Problem description
Please filter the entries for the word "bulletins" and copy every line that has it.

───── Dataset records ─────

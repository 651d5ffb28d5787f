//! Visibility and error handling over the WebSocket interface.

use std::sync::Arc;

use anyhow::Result;
use common::*;
use listpad_server::{ServerState, server};
use serde_json::json;

pub mod common;

#[tokio::test]
async fn test_public_list_visible_to_everyone() -> Result<()> {
    logging();
    let client = TestClient::start(server(Arc::new(ServerState::temporary().await?))).await?;

    let mut alice = client.connect(Some("alice")).await?;
    alice.handshake("user-alice").await?;
    let mut bob = client.connect(Some("bob")).await?;
    bob.handshake("user-bob").await?;

    alice
        .send(&json!({
            "type": "registry_action",
            "action": {"type": "create_list", "name": "Groceries", "visibility": "public"}
        }))
        .await;

    for socket in [&mut alice, &mut bob] {
        let state = socket.recv_snapshot(&json!("registry")).await?;
        let lists = state.as_array().unwrap();
        assert_eq!(lists.len(), 1);
        assert_eq!(lists[0]["name"], "Groceries");
        assert_eq!(lists[0]["ownerId"], "user-alice");
        assert_eq!(lists[0]["visibility"], "public");
        assert_eq!(lists[0]["archived"], false);
    }
    Ok(())
}

#[tokio::test]
async fn test_private_list_is_invisible_and_unsubscribable() -> Result<()> {
    logging();
    let client = TestClient::start(server(Arc::new(ServerState::temporary().await?))).await?;

    let mut alice = client.connect(Some("alice")).await?;
    alice.handshake("user-alice").await?;
    let mut bob = client.connect(Some("bob")).await?;
    bob.handshake("user-bob").await?;

    alice
        .send(&json!({
            "type": "registry_action",
            "action": {"type": "create_list", "name": "Diary", "visibility": "private"}
        }))
        .await;

    let state = alice.recv_snapshot(&json!("registry")).await?;
    assert_eq!(state.as_array().unwrap().len(), 1);
    let list_id = state[0]["id"].as_str().unwrap().to_string();

    // Bob receives the broadcast too, filtered down to nothing.
    let state = bob.recv_snapshot(&json!("registry")).await?;
    assert_eq!(state, json!([]));

    bob.send(&json!({"type": "subscribe", "doc": {"listId": list_id}}))
        .await;
    let err = bob.recv_type("error").await?;
    assert_eq!(err["code"], "FORBIDDEN");
    Ok(())
}

#[tokio::test]
async fn test_collaborator_gains_access() -> Result<()> {
    logging();
    let client = TestClient::start(server(Arc::new(ServerState::temporary().await?))).await?;

    let mut alice = client.connect(Some("alice")).await?;
    alice.handshake("user-alice").await?;
    let mut bob = client.connect(Some("bob")).await?;
    bob.handshake("user-bob").await?;

    alice
        .send(&json!({
            "type": "registry_action",
            "action": {"type": "create_list", "name": "Shared", "visibility": "private"}
        }))
        .await;
    let state = alice.recv_snapshot(&json!("registry")).await?;
    let list_id = state[0]["id"].as_str().unwrap().to_string();

    alice
        .send(&json!({
            "type": "registry_action",
            "action": {
                "type": "set_collaborators",
                "listId": list_id,
                "collaborators": ["user-bob"]
            }
        }))
        .await;

    // First the create broadcast (nothing visible), then the
    // collaborator change.
    let state = bob.recv_snapshot(&json!("registry")).await?;
    assert_eq!(state, json!([]));
    let state = bob.recv_snapshot(&json!("registry")).await?;
    assert_eq!(state.as_array().unwrap().len(), 1);
    assert_eq!(state[0]["collaborators"], json!(["user-bob"]));

    bob.send(&json!({"type": "subscribe", "doc": {"listId": list_id}}))
        .await;
    let snapshot = bob.recv_snapshot(&json!({"listId": list_id})).await?;
    assert_eq!(snapshot["items"], json!([]));
    Ok(())
}

#[tokio::test]
async fn test_revoked_collaborator_loses_the_subscription() -> Result<()> {
    logging();
    let client = TestClient::start(server(Arc::new(ServerState::temporary().await?))).await?;

    let mut alice = client.connect(Some("alice")).await?;
    alice.handshake("user-alice").await?;
    let mut bob = client.connect(Some("bob")).await?;
    bob.handshake("user-bob").await?;

    alice
        .send(&json!({
            "type": "registry_action",
            "action": {"type": "create_list", "name": "Shared", "visibility": "private"}
        }))
        .await;
    let state = alice.recv_snapshot(&json!("registry")).await?;
    let list_id = state[0]["id"].as_str().unwrap().to_string();

    alice
        .send(&json!({
            "type": "registry_action",
            "action": {"type": "set_collaborators", "listId": list_id, "collaborators": ["user-bob"]}
        }))
        .await;
    // Wait until the grant reached Bob before subscribing.
    bob.recv_snapshot(&json!("registry")).await?;
    let state = bob.recv_snapshot(&json!("registry")).await?;
    assert_eq!(state.as_array().unwrap().len(), 1);
    bob.send(&json!({"type": "subscribe", "doc": {"listId": list_id}}))
        .await;
    bob.recv_snapshot(&json!({"listId": list_id})).await?;

    alice
        .send(&json!({
            "type": "registry_action",
            "action": {"type": "set_collaborators", "listId": list_id, "collaborators": []}
        }))
        .await;

    // The registry broadcast no longer shows the list to Bob, and his
    // list subscription is gone: a full-state request for it errors.
    let state = bob.recv_snapshot(&json!("registry")).await?;
    assert_eq!(state, json!([]));
    bob.send(&json!({"type": "request_full_state", "doc": {"listId": list_id}}))
        .await;
    let err = bob.recv_type("error").await?;
    assert_eq!(err["code"], "BAD_REQUEST");
    Ok(())
}

#[tokio::test]
async fn test_malformed_frames_get_bad_request() -> Result<()> {
    logging();
    let client = TestClient::start(server(Arc::new(ServerState::temporary().await?))).await?;

    let mut socket = client.connect(None).await?;
    let welcome = socket.recv().await?;
    assert_eq!(welcome["type"], "welcome");
    assert!(
        welcome["userId"]
            .as_str()
            .unwrap()
            .starts_with("anon-")
    );
    socket.recv_snapshot(&json!("registry")).await?;
    socket.recv_snapshot(&json!("bulletins")).await?;

    socket.send(&json!("not an object")).await;
    let err = socket.recv_type("error").await?;
    assert_eq!(err["code"], "BAD_REQUEST");

    socket
        .send(&json!({"type": "subscribe", "doc": "wat"}))
        .await;
    let err = socket.recv_type("error").await?;
    assert_eq!(err["code"], "BAD_REQUEST");

    socket
        .send(&json!({"type": "subscribe", "doc": {"listId": "no-such-list"}}))
        .await;
    let err = socket.recv_type("error").await?;
    assert_eq!(err["code"], "NOT_FOUND");

    // The connection survives all of it.
    socket.send(&json!({"type": "hello", "clientVersion": "test"}))
        .await;
    socket
        .send(&json!({"type": "request_full_state", "doc": "registry"}))
        .await;
    socket.recv_snapshot(&json!("registry")).await?;
    Ok(())
}

#[tokio::test]
async fn test_health_and_debug_endpoints() -> Result<()> {
    logging();
    let client = TestClient::start(server(Arc::new(ServerState::temporary().await?))).await?;

    let health = client.get("healthz").await?;
    assert_eq!(health, r#"{"ok":true}"#);

    let stats: serde_json::Value = serde_json::from_str(&client.get("stats").await?)?;
    assert_eq!(stats["num_documents"], 2);

    let debug: serde_json::Value = serde_json::from_str(&client.get("debug/state").await?)?;
    assert_eq!(debug["registry"], json!([]));
    assert_eq!(debug["bulletins"], json!([]));
    Ok(())
}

─────

Answer box
    socket.recv_snapshot(&json!("bulletins")).await?;
    assert_eq!(debug["bulletins"], json!([]));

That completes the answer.